How to complete this task. Retype every record below exactly as it is written.

#####

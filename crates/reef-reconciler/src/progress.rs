//! Installation progress tracking.
//!
//! After a deploy, the tracker polls the watchable resources of the bundle
//! until all of them are ready, one of them fails terminally, or the overall
//! timeout elapses. Readiness rules are pure functions over typed objects;
//! the [`StatusReader`] seam supplies the objects.

use std::time::Duration;

use async_trait::async_trait;
use k8s_openapi::api::apps::v1::{DaemonSet, Deployment, StatefulSet};
use k8s_openapi::api::batch::v1::Job;
use k8s_openapi::api::core::v1::{PersistentVolumeClaim, Pod};
use kube::api::Api;
use tokio_util::sync::CancellationToken;

use crate::error::{Error, Result};
use crate::kubernetes::ResourceRef;

/// Resource kinds the tracker knows how to judge; everything else is
/// ignored.
#[derive(Debug, Clone, Copy, PartialEq, Eq)]
pub enum WatchableKind {
    /// `v1/Pod`
    Pod,
    /// `apps/v1/Deployment`
    Deployment,
    /// `apps/v1/StatefulSet`
    StatefulSet,
    /// `apps/v1/DaemonSet`
    DaemonSet,
    /// `batch/v1/Job`
    Job,
    /// `v1/PersistentVolumeClaim`
    PersistentVolumeClaim,
}

impl WatchableKind {
    /// Maps a manifest kind to a watchable kind, if any.
    #[must_use]
    pub fn from_kind(kind: &str) -> Option<Self> {
        match kind {
            "Pod" => Some(Self::Pod),
            "Deployment" => Some(Self::Deployment),
            "StatefulSet" => Some(Self::StatefulSet),
            "DaemonSet" => Some(Self::DaemonSet),
            "Job" => Some(Self::Job),
            "PersistentVolumeClaim" => Some(Self::PersistentVolumeClaim),
            _ => None,
        }
    }

    /// Returns the manifest kind string.
    #[must_use]
    pub const fn as_str(&self) -> &'static str {
        match self {
            Self::Pod => "Pod",
            Self::Deployment => "Deployment",
            Self::StatefulSet => "StatefulSet",
            Self::DaemonSet => "DaemonSet",
            Self::Job => "Job",
            Self::PersistentVolumeClaim => "PersistentVolumeClaim",
        }
    }
}

impl std::fmt::Display for WatchableKind {
    fn fmt(&self, f: &mut std::fmt::Formatter<'_>) -> std::fmt::Result {
        f.write_str(self.as_str())
    }
}

/// One resource under progress tracking.
#[derive(Debug, Clone, PartialEq, Eq)]
pub struct TrackedResource {
    /// Resource kind.
    pub kind: WatchableKind,
    /// Resource namespace.
    pub namespace: String,
    /// Resource name.
    pub name: String,
}

impl std::fmt::Display for TrackedResource {
    fn fmt(&self, f: &mut std::fmt::Formatter<'_>) -> std::fmt::Result {
        write!(f, "{}/{}/{}", self.kind, self.namespace, self.name)
    }
}

/// Judged status of one tracked resource.
#[derive(Debug, Clone, PartialEq, Eq)]
pub enum ResourceStatus {
    /// The resource is ready.
    Ready,
    /// The resource is not ready yet.
    Pending(String),
    /// The resource entered a non-recoverable error state.
    Failed(String),
}

/// Supplies judged resource statuses to the tracker.
#[async_trait]
pub trait StatusReader: Send + Sync {
    /// Reads and judges the current status of one resource.
    async fn status(&self, resource: &TrackedResource) -> Result<ResourceStatus>;
}

/// Terminal outcome of one tracking run.
#[derive(Debug, Clone, PartialEq, Eq)]
pub enum TrackerOutcome {
    /// All tracked resources became ready.
    Ready,
    /// A tracked resource entered a non-recoverable error state.
    TerminallyFailed {
        /// The failed resource.
        resource: String,
        /// Failure description.
        reason: String,
    },
    /// The timeout elapsed with resources still pending.
    Timeout {
        /// Resources that never became ready.
        pending: Vec<String>,
    },
    /// Tracking was cancelled.
    Cancelled,
}

/// Progress tracker tuning knobs.
#[derive(Debug, Clone)]
pub struct ProgressConfig {
    /// Interval between polls.
    pub interval: Duration,
    /// Overall deadline for the tracked bundle.
    pub timeout: Duration,
}

impl Default for ProgressConfig {
    fn default() -> Self {
        Self {
            interval: Duration::from_secs(5),
            timeout: Duration::from_secs(600),
        }
    }
}

/// Polls a set of resources until a terminal outcome.
pub struct ProgressTracker {
    reader: std::sync::Arc<dyn StatusReader>,
    config: ProgressConfig,
    resources: Vec<TrackedResource>,
}

impl ProgressTracker {
    /// Creates a tracker with no resources.
    #[must_use]
    pub fn new(reader: std::sync::Arc<dyn StatusReader>, config: ProgressConfig) -> Self {
        Self {
            reader,
            config,
            resources: Vec::new(),
        }
    }

    /// Adds one resource to track.
    pub fn add_resource(
        &mut self,
        kind: WatchableKind,
        namespace: impl Into<String>,
        name: impl Into<String>,
    ) {
        self.resources.push(TrackedResource {
            kind,
            namespace: namespace.into(),
            name: name.into(),
        });
    }

    /// Adds the watchable resources of a deployed bundle; non-watchable
    /// kinds are ignored.
    pub fn add_resources(&mut self, resources: &[ResourceRef]) {
        for resource in resources {
            let Some(kind) = WatchableKind::from_kind(&resource.kind) else {
                tracing::debug!(resource = %resource, "ignoring non-watchable resource");
                continue;
            };
            self.add_resource(
                kind,
                resource.namespace.clone().unwrap_or_else(|| "default".to_string()),
                resource.name.clone(),
            );
        }
    }

    /// Returns the number of tracked resources.
    #[must_use]
    pub fn len(&self) -> usize {
        self.resources.len()
    }

    /// Returns true if nothing is tracked.
    #[must_use]
    pub fn is_empty(&self) -> bool {
        self.resources.is_empty()
    }

    /// Polls until all resources are ready, one failed terminally, the
    /// timeout elapsed, or `cancel` fired.
    ///
    /// # Errors
    ///
    /// Propagates reader failures (typically transient API errors).
    pub async fn watch(&self, cancel: &CancellationToken) -> Result<TrackerOutcome> {
        if self.resources.is_empty() {
            return Ok(TrackerOutcome::Ready);
        }

        let deadline = tokio::time::Instant::now() + self.config.timeout;
        loop {
            let mut pending = Vec::new();
            for resource in &self.resources {
                match self.reader.status(resource).await? {
                    ResourceStatus::Ready => {}
                    ResourceStatus::Pending(reason) => {
                        pending.push(format!("{resource}: {reason}"));
                    }
                    ResourceStatus::Failed(reason) => {
                        tracing::warn!(resource = %resource, reason, "tracked resource failed");
                        return Ok(TrackerOutcome::TerminallyFailed {
                            resource: resource.to_string(),
                            reason,
                        });
                    }
                }
            }

            if pending.is_empty() {
                tracing::debug!(resources = self.resources.len(), "all tracked resources ready");
                return Ok(TrackerOutcome::Ready);
            }
            if tokio::time::Instant::now() >= deadline {
                return Ok(TrackerOutcome::Timeout { pending });
            }

            tokio::select! {
                () = cancel.cancelled() => return Ok(TrackerOutcome::Cancelled),
                () = tokio::time::sleep(self.config.interval) => {}
            }
        }
    }
}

#####

Task result.
filename crates/reef-reconciler/src/progress.rs
//! Installation progress tracking.
//!
//! After a deploy, the tracker polls the watchable resources of the bundle
//! until all of them are ready, one of them fails terminally, or the overall
//! timeout elapses. Readiness rules are pure functions over typed objects;
//! the [`StatusReader`] seam supplies the objects.

use std::time::Duration;

use async_trait::async_trait;
use k8s_openapi::api::apps::v1::{DaemonSet, Deployment, StatefulSet};
use k8s_openapi::api::batch::v1::Job;
use k8s_openapi::api::core::v1::{PersistentVolumeClaim, Pod};
use kube::api::Api;
use tokio_util::sync::CancellationToken;

use crate::error::{Error, Result};
use crate::kubernetes::ResourceRef;

/// Resource kinds the tracker knows how to judge; everything else is
/// ignored.
#[derive(Debug, Clone, Copy, PartialEq, Eq)]
pub enum WatchableKind {
    /// `v1/Pod`
    Pod,
    /// `apps/v1/Deployment`
    Deployment,
    /// `apps/v1/StatefulSet`
    StatefulSet,
    /// `apps/v1/DaemonSet`
    DaemonSet,
    /// `batch/v1/Job`
    Job,
    /// `v1/PersistentVolumeClaim`
    PersistentVolumeClaim,
}

impl WatchableKind {
    /// Maps a manifest kind to a watchable kind, if any.
    #[must_use]
    pub fn from_kind(kind: &str) -> Option<Self> {
        match kind {
            "Pod" => Some(Self::Pod),
            "Deployment" => Some(Self::Deployment),
            "StatefulSet" => Some(Self::StatefulSet),
            "DaemonSet" => Some(Self::DaemonSet),
            "Job" => Some(Self::Job),
            "PersistentVolumeClaim" => Some(Self::PersistentVolumeClaim),
            _ => None,
        }
    }

    /// Returns the manifest kind string.
    #[must_use]
    pub const fn as_str(&self) -> &'static str {
        match self {
            Self::Pod => "Pod",
            Self::Deployment => "Deployment",
            Self::StatefulSet => "StatefulSet",
            Self::DaemonSet => "DaemonSet",
            Self::Job => "Job",
            Self::PersistentVolumeClaim => "PersistentVolumeClaim",
        }
    }
}

impl std::fmt::Display for WatchableKind {
    fn fmt(&self, f: &mut std::fmt::Formatter<'_>) -> std::fmt::Result {
        f.write_str(self.as_str())
    }
}

/// One resource under progress tracking.
#[derive(Debug, Clone, PartialEq, Eq)]
pub struct TrackedResource {
    /// Resource kind.
    pub kind: WatchableKind,
    /// Resource namespace.
    pub namespace: String,
    /// Resource name.
    pub name: String,
}

impl std::fmt::Display for TrackedResource {
    fn fmt(&self, f: &mut std::fmt::Formatter<'_>) -> std::fmt::Result {
        write!(f, "{}/{}/{}", self.kind, self.namespace, self.name)
    }
}

/// Judged status of one tracked resource.
#[derive(Debug, Clone, PartialEq, Eq)]
pub enum ResourceStatus {
    /// The resource is ready.
    Ready,
    /// The resource is not ready yet.
    Pending(String),
    /// The resource entered a non-recoverable error state.
    Failed(String),
}

/// Supplies judged resource statuses to the tracker.
#[async_trait]
pub trait StatusReader: Send + Sync {
    /// Reads and judges the current status of one resource.
    async fn status(&self, resource: &TrackedResource) -> Result<ResourceStatus>;
}

/// Terminal outcome of one tracking run.
#[derive(Debug, Clone, PartialEq, Eq)]
pub enum TrackerOutcome {
    /// All tracked resources became ready.
    Ready,
    /// A tracked resource entered a non-recoverable error state.
    TerminallyFailed {
        /// The failed resource.
        resource: String,
        /// Failure description.
        reason: String,
    },
    /// The timeout elapsed with resources still pending.
    Timeout {
        /// Resources that never became ready.
        pending: Vec<String>,
    },
    /// Tracking was cancelled.
    Cancelled,
}

/// Progress tracker tuning knobs.
#[derive(Debug, Clone)]
pub struct ProgressConfig {
    /// Interval between polls.
    pub interval: Duration,
    /// Overall deadline for the tracked bundle.
    pub timeout: Duration,
}

impl Default for ProgressConfig {
    fn default() -> Self {
        Self {
            interval: Duration::from_secs(5),
            timeout: Duration::from_secs(600),
        }
    }
}

/// Polls a set of resources until a terminal outcome.
pub struct ProgressTracker {
    reader: std::sync::Arc<dyn StatusReader>,
    config: ProgressConfig,
    resources: Vec<TrackedResource>,
}

impl ProgressTracker {
    /// Creates a tracker with no resources.
    #[must_use]
    pub fn new(reader: std::sync::Arc<dyn StatusReader>, config: ProgressConfig) -> Self {
        Self {
            reader,
            config,
            resources: Vec::new(),
        }
    }

    /// Adds one resource to track.
    pub fn add_resource(
        &mut self,
        kind: WatchableKind,
        namespace: impl Into<String>,
        name: impl Into<String>,
    ) {
        self.resources.push(TrackedResource {
            kind,
            namespace: namespace.into(),
            name: name.into(),
        });
    }

    /// Adds the watchable resources of a deployed bundle; non-watchable
    /// kinds are ignored.
    pub fn add_resources(&mut self, resources: &[ResourceRef]) {
        for resource in resources {
            let Some(kind) = WatchableKind::from_kind(&resource.kind) else {
                tracing::debug!(resource = %resource, "ignoring non-watchable resource");
                continue;
            };
            self.add_resource(
                kind,
                resource.namespace.clone().unwrap_or_else(|| "default".to_string()),
                resource.name.clone(),
            );
        }
    }

    /// Returns the number of tracked resources.
    #[must_use]
    pub fn len(&self) -> usize {
        self.resources.len()
    }

    /// Returns true if nothing is tracked.
    #[must_use]
    pub fn is_empty(&self) -> bool {
        self.resources.is_empty()
    }

    /// Polls until all resources are ready, one failed terminally, the
    /// timeout elapsed, or `cancel` fired.
    ///
    /// # Errors
    ///
    /// Propagates reader failures (typically transient API errors).
    pub async fn watch(&self, cancel: &CancellationToken) -> Result<TrackerOutcome> {
        if self.resources.is_empty() {
            return Ok(TrackerOutcome::Ready);
        }

        let deadline = tokio::time::Instant::now() + self.config.timeout;
        loop {
            let mut pending = Vec::new();
            for resource in &self.resources {
                match self.reader.status(resource).await? {
                    ResourceStatus::Ready => {}
                    ResourceStatus::Pending(reason) => {
                        pending.push(format!("{resource}: {reason}"));
                    }
                    ResourceStatus::Failed(reason) => {
                        tracing::warn!(resource = %resource, reason, "tracked resource failed");
                        return Ok(TrackerOutcome::TerminallyFailed {
                            resource: resource.to_string(),
                            reason,
                        });
                    }
                }
            }

            if pending.is_empty() {
                tracing::debug!(resources = self.resources.len(), "all tracked resources ready");
                return Ok(TrackerOutcome::Ready);
            }
            if tokio::time::Instant::now() >= deadline {
                return Ok(TrackerOutcome::Timeout { pending });
            }

            tokio::select! {
                () = cancel.cancelled() => return Ok(TrackerOutcome::Cancelled),
                () = tokio::time::sleep(self.config.interval) => {}
            }
        }
    }
}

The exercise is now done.